= Anna D. Wolf =

Anna Dryden Wolf (June 25, 1890 - 1985) was an American nurse who served as the first dean of the Peking Union Medical College School of Nursing in Beijing, China, and later as the director of the school of nursing and nursing services at Johns Hopkins University. Her dedication to higher-level nursing education has been credited with laying the groundwork for the foundation of the Johns Hopkins School of Nursing in 1984.

==Biography==
Wolf was born on June 25, 1890, in Guntur, Madras Presidency, India, to I.B. Wolf, a retired Indian missionary, and his wife, a teacher at an Indian all-women school. She received her B.A. from Goucher College in 1911, her nursing degree from the Johns Hopkins Hospital School of Nursing in 1915, and her M.A. from Columbia University Teachers College in 1916.

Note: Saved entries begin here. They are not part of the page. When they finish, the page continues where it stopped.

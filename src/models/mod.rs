pub mod challenge;
pub mod deployment;
pub mod payment;

pub use challenge::*;
pub use deployment::*;
pub use payment::*;
use crate::deploy::{FrontEndSink, FrontEndTarget};
use crate::error::{FightersError, Result};
use crate::models::DeployedContract;
use async_trait::async_trait;
use std::collections::BTreeMap;
use std::path::{Path, PathBuf};

/// chain id -> contract name -> every address it was deployed at.
pub type ContractAddresses = BTreeMap<String, BTreeMap<String, Vec<String>>>;

/// The contract-address files read by the web client.
#[derive(Debug, Clone)]
pub struct FrontEndArtifacts {
    contracts_file: PathBuf,
    testing_file: PathBuf,
}

impl FrontEndArtifacts {
    pub fn new(contracts_file: impl Into<PathBuf>, testing_file: impl Into<PathBuf>) -> Self {
        Self {
            contracts_file: contracts_file.into(),
            testing_file: testing_file.into(),
        }
    }

    pub fn path(&self, target: FrontEndTarget) -> &Path {
        match target {
            FrontEndTarget::Primary => &self.contracts_file,
            FrontEndTarget::Testing => &self.testing_file,
        }
    }

    pub async fn read(&self, target: FrontEndTarget) -> Result<ContractAddresses> {
        let path = self.path(target);
        match tokio::fs::read_to_string(path).await {
            Ok(raw) if raw.trim().is_empty() => Ok(ContractAddresses::new()),
            Ok(raw) => Ok(serde_json::from_str(&raw)?),
            Err(e) if e.kind() == std::io::ErrorKind::NotFound => Ok(ContractAddresses::new()),
            Err(e) => Err(FightersError::io(path, e)),
        }
    }
}

#[async_trait]
impl FrontEndSink for FrontEndArtifacts {
    async fn publish(&self, contract: &DeployedContract, target: FrontEndTarget) -> Result<()> {
        let mut addresses = self.read(target).await?;
        let address = format!("{:?}", contract.address);

        let known = addresses
            .entry(contract.chain_id.to_string())
            .or_default()
            .entry(contract.contract.clone())
            .or_default();
        if known.iter().any(|a| a.eq_ignore_ascii_case(&address)) {
            tracing::debug!("{} already listed for {}", address, contract.contract);
            return Ok(());
        }
        known.push(address);

        let path = self.path(target);
        if let Some(parent) = path.parent().filter(|p| !p.as_os_str().is_empty()) {
            tokio::fs::create_dir_all(parent)
                .await
                .map_err(|e| FightersError::io(parent, e))?;
        }
        let body = serde_json::to_string_pretty(&addresses)?;
        tokio::fs::write(path, body)
            .await
            .map_err(|e| FightersError::io(path, e))?;

        tracing::info!("Front end contract addresses updated ({})", path.display());
        Ok(())
    }
}
use crate::contracts::{
    SubscriptionCreatedFilter, VRFCoordinatorV2, VRFCoordinatorV2Mock, MOCK_BASE_FEE_WEI,
    MOCK_GAS_PRICE_LINK,
};
use crate::deploy::{ArtifactDeployer, ConsumerRegistry, CoordinatorSource, SubscriptionOwner};
use crate::error::{FightersError, Result};
use crate::models::{DeployRequest, VRF_COORDINATOR_MOCK};
use crate::services::{ChainDeployer, DeployClient, DeploymentRegistry};
use async_trait::async_trait;
use ethers::{
    abi::{RawLog, Token},
    contract::EthLogDecode,
    providers::{Http, Middleware, Provider},
    types::{Address, TransactionReceipt, U256},
};
use std::sync::Arc;

const MOCK_CONFIRMATIONS: usize = 1;

fn ensure_success(receipt: Option<TransactionReceipt>, action: &str) -> Result<TransactionReceipt> {
    let receipt = receipt.ok_or_else(|| FightersError::TransactionDropped(action.to_string()))?;
    if receipt.status != Some(1.into()) {
        return Err(FightersError::CallFailed(format!(
            "{} reverted in {:?}",
            action, receipt.transaction_hash
        )));
    }
    Ok(receipt)
}

/// Reads the id of a new subscription from its creation receipt.
pub fn subscription_id_from_receipt(receipt: &TransactionReceipt) -> Result<u64> {
    receipt
        .logs
        .iter()
        .find_map(|log| {
            let raw = RawLog {
                topics: log.topics.clone(),
                data: log.data.to_vec(),
            };
            SubscriptionCreatedFilter::decode_log(&raw).ok()
        })
        .map(|event| event.sub_id)
        .ok_or_else(|| FightersError::MissingEvent {
            event: "SubscriptionCreated",
            tx: format!("{:?}", receipt.transaction_hash),
        })
}

pub struct MockCoordinator {
    contract: VRFCoordinatorV2Mock<DeployClient>,
}

impl MockCoordinator {
    pub fn new(address: Address, client: Arc<DeployClient>) -> Self {
        Self {
            contract: VRFCoordinatorV2Mock::new(address, client),
        }
    }
}

#[async_trait]
impl ConsumerRegistry for MockCoordinator {
    fn address(&self) -> Address {
        self.contract.address()
    }

    async fn add_consumer(&self, subscription_id: u64, consumer: Address) -> Result<()> {
        let call = self.contract.add_consumer(subscription_id, consumer);
        let receipt = call.send().await?.confirmations(MOCK_CONFIRMATIONS).await?;
        ensure_success(receipt, "addConsumer")?;

        tracing::debug!("Consumer {:?} added to subscription {}", consumer, subscription_id);
        Ok(())
    }
}

#[async_trait]
impl SubscriptionOwner for MockCoordinator {
    async fn create_subscription(&self) -> Result<u64> {
        let call = self.contract.create_subscription();
        let receipt = call.send().await?.confirmations(MOCK_CONFIRMATIONS).await?;
        let receipt = ensure_success(receipt, "createSubscription")?;

        let subscription_id = subscription_id_from_receipt(&receipt)?;
        tracing::info!("Created VRF subscription {}", subscription_id);
        Ok(subscription_id)
    }

    async fn fund_subscription(&self, subscription_id: u64, amount: U256) -> Result<()> {
        let amount = u128::try_from(amount)
            .map_err(|_| FightersError::CallFailed(format!("funding amount {} overflows uint96", amount)))?;

        let call = self.contract.fund_subscription(subscription_id, amount);
        let receipt = call.send().await?.confirmations(MOCK_CONFIRMATIONS).await?;
        ensure_success(receipt, "fundSubscription")?;

        tracing::info!("Funded VRF subscription {} with {} juels", subscription_id, amount);
        Ok(())
    }
}

/// Coordinator on a public network, seen through its `addConsumer` only.
pub struct LiveCoordinator {
    contract: VRFCoordinatorV2<DeployClient>,
}

impl LiveCoordinator {
    pub fn new(address: Address, client: Arc<DeployClient>) -> Self {
        Self {
            contract: VRFCoordinatorV2::new(address, client),
        }
    }
}

#[async_trait]
impl ConsumerRegistry for LiveCoordinator {
    fn address(&self) -> Address {
        self.contract.address()
    }

    async fn add_consumer(&self, subscription_id: u64, consumer: Address) -> Result<()> {
        let call = self.contract.add_consumer(subscription_id, consumer);
        let receipt = call.send().await?.await?;
        ensure_success(receipt, "addConsumer")?;
        Ok(())
    }
}

/// Address of the registered mock, if the node still has its code.
/// Local nodes lose their state on restart while the registry survives.
pub async fn live_mock_address(
    registry: &DeploymentRegistry,
    provider: &Provider<Http>,
) -> Result<Option<Address>> {
    let Some(record) = registry.get(VRF_COORDINATOR_MOCK)? else {
        return Ok(None);
    };

    let code = provider.get_code(record.address, None).await?;
    if code.is_empty() {
        tracing::warn!(
            "Registered {} at {:?} has no code, node was probably restarted",
            VRF_COORDINATOR_MOCK,
            record.address
        );
        return Ok(None);
    }

    tracing::debug!("Using registered {} at {:?}", VRF_COORDINATOR_MOCK, record.address);
    Ok(Some(record.address))
}

/// Resolves coordinators against a live node.
pub struct ChainCoordinators {
    deployer: Arc<ChainDeployer>,
}

impl ChainCoordinators {
    pub fn new(deployer: Arc<ChainDeployer>) -> Self {
        Self { deployer }
    }
}

#[async_trait]
impl CoordinatorSource for ChainCoordinators {
    async fn development(&self) -> Result<Arc<dyn SubscriptionOwner>> {
        let client = self.deployer.client();
        let address = match live_mock_address(self.deployer.registry(), client.inner()).await? {
            Some(address) => address,
            None => {
                tracing::info!("No live {} registered, deploying mocks...", VRF_COORDINATOR_MOCK);
                let request = DeployRequest::new(
                    VRF_COORDINATOR_MOCK,
                    vec![
                        Token::Uint(U256::from(MOCK_BASE_FEE_WEI)),
                        Token::Uint(U256::from(MOCK_GAS_PRICE_LINK)),
                    ],
                    MOCK_CONFIRMATIONS,
                );
                self.deployer.deploy(request).await?.address
            }
        };

        Ok(Arc::new(MockCoordinator::new(address, client)))
    }

    fn public(&self, address: Address) -> Result<Arc<dyn ConsumerRegistry>> {
        Ok(Arc::new(LiveCoordinator::new(address, self.deployer.client())))
    }
}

She subsequently worked at Johns Hopkins as an instructor and the assistant superintendent of nurses, taking time off in 1918 to work as a nursing instructor at the Vassar Training Camp. She became the superintendent of nurses at Peking Union Medical College in 1919, and became the first dean of the school of nursing there in 1924.

In 1926, she became an associate professor at the University of Chicago, as well as superintendent of nursing at Albert Merritt Billings Hospital. She worked at New York Hospital-Cornell Medical Center from 1931 until 1940, when she returned to Johns Hopkins to become director of the school of nursing and nursing services. She retired from this position in 1955.